Material to process:
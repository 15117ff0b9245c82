//! C-ABI wrapper around `yyf-core`.
//!
//! # Overview
//! Exposes configuration, request building and response routing through
//! `extern "C"` functions so any language with a C FFI can drive the client
//! while performing the HTTP I/O itself.
//!
//! # Design
//! - Every `extern "C"` function wraps its body in `catch_unwind` so panics
//!   never cross the FFI boundary.
//! - Configuration goes in as JSON text, the same flat or composite
//!   documents `Setup::from_json` accepts.
//! - Handlers are C function pointers plus a `user_data` pointer, invoked
//!   synchronously while `yyf_route_response` runs.
//! - The C caller owns all returned pointers and must call the matching
//!   `yyf_free_*` function to release them.

pub mod types;

use std::ffi::{CStr, CString};
use std::os::raw::c_char;
use std::panic::{catch_unwind, AssertUnwindSafe};
use std::sync::Arc;

use serde_json::Value;
use yyf_core::{
    Config, Failure, Handler, HandlerTable, HttpMethod, HttpResponse, Payload, Request,
    ResponseBody, Router, Setup, TransportError,
};

use types::*;

/// Borrow a C string as `&str`; invalid UTF-8 reads as empty.
///
/// # Safety
/// `ptr` must be non-null and point to a NUL-terminated string that outlives
/// the returned reference.
unsafe fn borrow_str<'a>(ptr: *const c_char) -> &'a str {
    unsafe { CStr::from_ptr(ptr) }.to_str().unwrap_or("")
}

// ---------------------------------------------------------------------------
// Configuration
// ---------------------------------------------------------------------------

/// Create a configuration with default options and status codes.
///
/// The caller must free the returned pointer with `yyf_config_free`.
#[unsafe(no_mangle)]
pub extern "C" fn yyf_config_new() -> *mut FfiConfig {
    catch_unwind(|| {
        Box::into_raw(Box::new(FfiConfig {
            inner: Arc::new(Config::new()),
        }))
    })
    .unwrap_or(std::ptr::null_mut())
}

/// Free a configuration created by `yyf_config_new`. Safe to call with null.
#[unsafe(no_mangle)]
pub extern "C" fn yyf_config_free(config: *mut FfiConfig) {
    if !config.is_null() {
        let _ = catch_unwind(AssertUnwindSafe(|| {
            drop(unsafe { Box::from_raw(config) });
        }));
    }
}

/// Merge a JSON configuration document into `config`.
///
/// A JSON string sets the root; an object is either a flat options map or
/// the composite `{"options": {...}, "code": {...}}` form. Nothing is
/// applied on error.
#[unsafe(no_mangle)]
pub extern "C" fn yyf_configure(config: *mut FfiConfig, json: *const c_char) -> FfiErrorCode {
    catch_unwind(AssertUnwindSafe(|| {
        if config.is_null() || json.is_null() {
            return FfiErrorCode::NullArg;
        }
        let config = unsafe { &mut *config };
        let text = unsafe { borrow_str(json) };
        let result = Setup::from_json_str(text)
            .and_then(|setup| Arc::make_mut(&mut config.inner).configure(setup).map(|_| ()));
        match result {
            Ok(()) => FfiErrorCode::Ok,
            Err(e) => {
                tracing::warn!(error = %e, "configuration rejected");
                FfiErrorCode::from(&e)
            }
        }
    }))
    .unwrap_or(FfiErrorCode::Panic)
}

/// Map `code` to `name`, or remove the mapping for `code` when `name` is
/// null or empty.
#[unsafe(no_mangle)]
pub extern "C" fn yyf_set_code(
    config: *mut FfiConfig,
    code: i64,
    name: *const c_char,
) -> FfiErrorCode {
    catch_unwind(AssertUnwindSafe(|| {
        if config.is_null() {
            return FfiErrorCode::NullArg;
        }
        let config = unsafe { &mut *config };
        let name = if name.is_null() {
            None
        } else {
            Some(unsafe { borrow_str(name) })
        };
        match Arc::make_mut(&mut config.inner).set_code(code, name) {
            Ok(_) => FfiErrorCode::Ok,
            Err(e) => FfiErrorCode::from(&e),
        }
    }))
    .unwrap_or(FfiErrorCode::Panic)
}

/// Effective options as JSON text.
///
/// Returns null if `config` is null. Free with `yyf_free_string`.
#[unsafe(no_mangle)]
pub extern "C" fn yyf_options_json(config: *const FfiConfig) -> *mut c_char {
    catch_unwind(AssertUnwindSafe(|| {
        if config.is_null() {
            return std::ptr::null_mut();
        }
        let config = unsafe { &*config };
        match serde_json::to_string(config.inner.options()) {
            Ok(json) => c_string(json),
            Err(_) => std::ptr::null_mut(),
        }
    }))
    .unwrap_or(std::ptr::null_mut())
}

// ---------------------------------------------------------------------------
// Build
// ---------------------------------------------------------------------------

/// Build the HTTP request for one call.
///
/// `method` is a verb name (any case). `payload_json` may be null; a JSON
/// object becomes encoded fields, a JSON string is sent as text. `is_async`
/// uses tri-state: -1 = configured default, 0 = false, 1 = true.
/// Returns null on a null argument, an unknown method, invalid payload JSON
/// or an encoding failure.
/// The caller must free the returned pointer with `yyf_free_request`.
#[unsafe(no_mangle)]
pub extern "C" fn yyf_build_request(
    config: *const FfiConfig,
    method: *const c_char,
    path: *const c_char,
    payload_json: *const c_char,
    is_async: i32,
) -> *mut FfiHttpRequest {
    catch_unwind(AssertUnwindSafe(|| {
        if config.is_null() || method.is_null() || path.is_null() {
            return std::ptr::null_mut();
        }
        let config = unsafe { &*config };
        let method: HttpMethod = match unsafe { borrow_str(method) }.parse() {
            Ok(m) => m,
            Err(_) => return std::ptr::null_mut(),
        };
        let path = unsafe { borrow_str(path) };

        let mut request = Request::detached(config.inner.clone(), method, path);
        if !payload_json.is_null() {
            let payload: Value = match serde_json::from_str(unsafe { borrow_str(payload_json) }) {
                Ok(v) => v,
                Err(_) => return std::ptr::null_mut(),
            };
            request = request.payload(Payload::from(payload));
        }
        match is_async {
            0 => request = request.is_async(false),
            1 => request = request.is_async(true),
            _ => {}
        }

        match request.build() {
            Ok(req) => FfiHttpRequest::from_core(req),
            Err(e) => {
                tracing::debug!(error = %e, "request build failed");
                std::ptr::null_mut()
            }
        }
    }))
    .unwrap_or(std::ptr::null_mut())
}

// ---------------------------------------------------------------------------
// Route
// ---------------------------------------------------------------------------

/// Convert an `FfiHttpResponse` to what the router expects.
fn ffi_response_to_core(resp: &FfiHttpResponse) -> Result<HttpResponse, TransportError> {
    let body = if resp.body.is_null() {
        ""
    } else {
        unsafe { borrow_str(resp.body) }
    };
    if resp.status == 0 {
        let message = if body.is_empty() { "transport failed" } else { body };
        return Err(TransportError::new(message));
    }
    Ok(HttpResponse::new(resp.status, body))
}

fn body_text(body: &ResponseBody) -> String {
    match body {
        ResponseBody::Json(value) => value.to_string(),
        ResponseBody::Text(text) => text.clone(),
    }
}

/// Per-request handler table calling into `handlers`.
///
/// `on_status` is registered under every status name the configuration
/// knows, so each resolved status reaches it.
fn handler_table(config: &Config, handlers: &FfiHandlers) -> Result<HandlerTable, yyf_core::Error> {
    let user_data = UserData::new(handlers.user_data);
    let mut table = HandlerTable::new();

    if let Some(on_status) = handlers.on_status {
        for name in config.codes().names() {
            let status = CString::new(name).unwrap_or_default();
            table.set(
                name,
                Handler::data(move |data: &Value, _: &HttpResponse| {
                    let data = CString::new(data.to_string()).unwrap_or_default();
                    on_status(user_data.get(), status.as_ptr(), data.as_ptr());
                }),
            )?;
        }
    }
    if let Some(ready) = handlers.ready {
        table.set(
            "ready",
            Handler::ready(move |body, _| {
                let body = CString::new(body_text(body)).unwrap_or_default();
                ready(user_data.get(), body.as_ptr())
            }),
        )?;
    }
    if let Some(on_final) = handlers.on_final {
        table.set(
            "final",
            Handler::finally(move |body, _| {
                let body = CString::new(body_text(body)).unwrap_or_default();
                on_final(user_data.get(), body.as_ptr());
            }),
        )?;
    }
    if let Some(on_error) = handlers.on_error {
        table.set(
            "onerror",
            Handler::error(move |failure: &Failure| {
                let message = CString::new(failure.to_string()).unwrap_or_default();
                on_error(
                    user_data.get(),
                    failure.kind().into(),
                    failure.status().unwrap_or(0),
                    message.as_ptr(),
                );
            }),
        )?;
    }
    Ok(table)
}

/// Route a host-executed response through `handlers`.
///
/// `handlers` may be null, in which case only the configuration's own
/// handlers run. Callbacks fire on the calling thread before this returns.
/// The caller must free the returned pointer with `yyf_free_outcome`.
#[unsafe(no_mangle)]
pub extern "C" fn yyf_route_response(
    config: *const FfiConfig,
    response: *const FfiHttpResponse,
    handlers: *const FfiHandlers,
) -> *mut FfiOutcome {
    catch_unwind(AssertUnwindSafe(|| {
        if config.is_null() {
            return FfiOutcome::null_arg("config");
        }
        if response.is_null() {
            return FfiOutcome::null_arg("response");
        }
        let config = unsafe { &*config };
        let resp = unsafe { &*response };

        let table = if handlers.is_null() {
            HandlerTable::new()
        } else {
            match handler_table(&config.inner, unsafe { &*handlers }) {
                Ok(table) => table,
                Err(e) => return FfiOutcome::error(FfiErrorCode::from(&e), &e.to_string()),
            }
        };

        let outcome = Router::new(config.inner.clone(), table).route(ffi_response_to_core(resp));
        FfiOutcome::from_core(outcome)
    }))
    .unwrap_or_else(|_| FfiOutcome::panic("panic in yyf_route_response"))
}

// ---------------------------------------------------------------------------
// Free functions
// ---------------------------------------------------------------------------

/// Free an `FfiHttpRequest` returned by `yyf_build_request`.
/// Safe to call with null.
#[unsafe(no_mangle)]
pub extern "C" fn yyf_free_request(req: *mut FfiHttpRequest) {
    if req.is_null() {
        return;
    }
    let _ = catch_unwind(|| {
        let req = unsafe { Box::from_raw(req) };
        if !req.url.is_null() {
            drop(unsafe { CString::from_raw(req.url) });
        }
        if !req.body.is_null() {
            drop(unsafe { CString::from_raw(req.body) });
        }
        if !req.headers.is_null() && req.headers_len > 0 {
            let headers = unsafe {
                Box::from_raw(std::ptr::slice_from_raw_parts_mut(
                    req.headers,
                    req.headers_len as usize,
                ))
            };
            for h in headers.iter() {
                if !h.key.is_null() {
                    drop(unsafe { CString::from_raw(h.key) });
                }
                if !h.value.is_null() {
                    drop(unsafe { CString::from_raw(h.value) });
                }
            }
        }
    });
}

/// Free an `FfiOutcome` returned by `yyf_route_response`.
/// Safe to call with null.
#[unsafe(no_mangle)]
pub extern "C" fn yyf_free_outcome(outcome: *mut FfiOutcome) {
    if outcome.is_null() {
        return;
    }
    let _ = catch_unwind(|| {
        let outcome = unsafe { Box::from_raw(outcome) };
        if !outcome.status.is_null() {
            drop(unsafe { CString::from_raw(outcome.status) });
        }
        if !outcome.error_message.is_null() {
            drop(unsafe { CString::from_raw(outcome.error_message) });
        }
    });
}

/// Free a C string allocated by this library. Safe to call with null.
#[unsafe(no_mangle)]
pub extern "C" fn yyf_free_string(s: *mut c_char) {
    if !s.is_null() {
        let _ = catch_unwind(|| {
            drop(unsafe { CString::from_raw(s) });
        });
    }
}

// ---------------------------------------------------------------------------
// Unit tests
// ---------------------------------------------------------------------------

Problem statement:
Say how many lines in the records include the string "this", giving the figure by itself.

Response area:
2